The purpose of this study is to examine the prevalence of the intestinal parasitic infection among a sample of Phu Tai tribers in a Phu Tai village. Of interest, we demonstrated a high prevalence of intestinal parasitic infections five times higher than the findings from a recent study among the general Thais (6).
Of interest, similar low prevalence of liver fluke infection was observed from the recent study findings among the local villagers in the nearby setting, or adjacent community (7). However, unlike that previous study, a predominance of hookworm infection was observed in this village (Proportional Z test, P < 0.05; Table 2). Although both setting are under the same liver fluke control program, a difference in infestation could be observed. Concerning the difference in behavioral traditions, we observed that the Phu Tai tribers, as a tradition, do not wear shoes and defecate in the bush. We also found that up to 30.9 % of subjects still practice those same trandition (7).

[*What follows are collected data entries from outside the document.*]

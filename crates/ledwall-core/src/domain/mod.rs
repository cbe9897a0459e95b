//! Domain entities for LedWall.
//!
//! # What is the "domain" layer? (for beginners)
//!
//! The domain layer holds the pure rules of the problem: no file system,
//! no threads, no hardware.  Everything here can be unit-tested with plain
//! values.
//!
//! # Sub-modules
//!
//! - **`layout`** – [`layout::PanelLayout`], the validated panel grid.
//! - **`mapping`** – Turns the textual mapping grid into a layout.
//! - **`geometry`** – Rectangles derived from the grid's occupancy.
//! - **`addressing`** – Canvas-to-chain address translation.

pub mod addressing;
pub mod geometry;
pub mod layout;
pub mod mapping;
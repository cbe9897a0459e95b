//! Storage infrastructure: configuration file loading.
//!
//! The `config` sub-module reads the wall's TOML file, applies defaults for
//! the optional sections, and turns the `[matrix]` section into a validated
//! [`ledwall_core::PanelLayout`].

pub mod config;
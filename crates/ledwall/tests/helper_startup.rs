//! Integration tests for the helper → wait screen → scene startup sequence.
//!
//! A `sh -c` script stands in for the helper process and a
//! [`MockDisplaySink`] for the panel driver.  They verify:
//!
//! - A helper that prints its marker hands over to the scene.
//! - A helper that exits without the marker fails startup.
//! - A helper that cannot be started fails startup without a process.
//! - The tick limit covers the wait screen and the scene together.

#![cfg(unix)]

use std::{
    sync::{atomic::AtomicBool, Arc},
    time::Duration,
};

use ledwall::{
    application::{
        compose_frame::RunMode,
        frame_loop::{FrameLoop, LoopExit, ReadyState, Readiness},
    },
    infrastructure::{display::mock::MockDisplaySink, storage::config::WallConfig},
    runtime::{release, run_wall, RunError},
};
use ledwall_core::PixelOrder;

const GRACE: Duration = Duration::from_secs(5);

fn config(helper_script: Option<&str>) -> WallConfig {
    let mut text = String::from(
        r#"
[matrix]
mapping = """
1, 2
., 3
"""
led-rows = 4
led-cols = 4

[runtime]
fps = 1000
scene = "blank"
"#,
    );
    if let Some(script) = helper_script {
        text.push_str(&format!(
            "\n[helper]\ncommand = \"sh\"\nargs = [\"-c\", \"{script}\"]\n"
        ));
    }
    WallConfig::from_toml_str(&text).expect("valid config")
}

fn make_loop(config: &WallConfig, sink: &MockDisplaySink, ticks: u64) -> FrameLoop {
    let layout = config.layout().unwrap();
    FrameLoop::new(
        &layout,
        RunMode::Physical,
        Box::new(sink.clone()),
        config.runtime.fps,
        Arc::new(AtomicBool::new(true)),
    )
    .unwrap()
    .with_tick_limit(ticks)
}

#[tokio::test]
async fn test_ready_helper_hands_over_to_scene() {
    // Arrange
    let config = config(Some("echo booting; echo 'info: Listening on 5000'; sleep 30"));
    let sink = MockDisplaySink::new(PixelOrder::Rgb);
    let mut frame_loop = make_loop(&config, &sink, 1_500);
    let layout = Arc::new(config.layout().unwrap());

    // Act
    let outcome = run_wall(&mut frame_loop, &config, layout).await;

    // Assert
    assert!(matches!(outcome.result, Ok(LoopExit::TickLimit)));
    let helper = outcome.helper.expect("helper is handed back");
    assert_eq!(helper.readiness().state(), ReadyState::Ready);
    assert_eq!(frame_loop.ticks(), 1_500);
    assert_eq!(sink.frame_count(), 1_500);

    release(Some(helper), &mut frame_loop, GRACE).await;
    assert!(sink.is_closed());
}

#[tokio::test]
async fn test_helper_exiting_before_ready_fails_startup() {
    // Arrange
    let config = config(Some("echo booting"));
    let sink = MockDisplaySink::new(PixelOrder::Rgb);
    let mut frame_loop = make_loop(&config, &sink, 5_000);
    let layout = Arc::new(config.layout().unwrap());

    // Act
    let outcome = run_wall(&mut frame_loop, &config, layout).await;

    // Assert
    match &outcome.result {
        Err(RunError::HelperExited { command }) => assert_eq!(command, "sh"),
        other => panic!("expected HelperExited, got {other:?}"),
    }
    assert!(frame_loop.ticks() < 5_000);

    release(outcome.helper, &mut frame_loop, GRACE).await;
    assert!(sink.is_closed());
}

#[tokio::test]
async fn test_unstartable_helper_fails_without_process() {
    let mut config = config(Some("true"));
    if let Some(helper) = config.helper.as_mut() {
        helper.command = "/nonexistent/ledwall-helper".to_string();
    }
    let sink = MockDisplaySink::new(PixelOrder::Rgb);
    let mut frame_loop = make_loop(&config, &sink, 10);
    let layout = Arc::new(config.layout().unwrap());

    let outcome = run_wall(&mut frame_loop, &config, layout).await;

    assert!(matches!(outcome.result, Err(RunError::Helper(_))));
    assert!(outcome.helper.is_none());
    assert_eq!(sink.frame_count(), 0);
}

#[tokio::test]
async fn test_without_helper_scene_runs_to_limit() {
    let config = config(None);
    let sink = MockDisplaySink::new(PixelOrder::Rgb);
    let mut frame_loop = make_loop(&config, &sink, 3);
    let layout = Arc::new(config.layout().unwrap());

    let outcome = run_wall(&mut frame_loop, &config, layout).await;
    release(outcome.helper, &mut frame_loop, GRACE).await;

    assert!(matches!(outcome.result, Ok(LoopExit::TickLimit)));
    assert_eq!(sink.frame_count(), 3);
    assert!(sink.is_closed());
}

Indeed, promoting toilet usage, not eating raw fish and dispensing Praziqunatel could serve as a critical intervention strategy to prevent Thai liver fluke (4, 5). The deep - rooted traditions of the population still exist. The success of the liver fluke control might depend mainly on the effective administration of praziquantel. In our setting, as a clinical challenge, sometimes the infecting organism, hookworm, may not be sensitive to praziquantel. Therefore, emphasis should not only be put on liver fluke control but the overall control of intestinal parasites using the fight against liver fluke as an entry point to gain access to thoe affected communities. Lastly, planning, monitoring and supervision of such programs must be considered a paramount concern.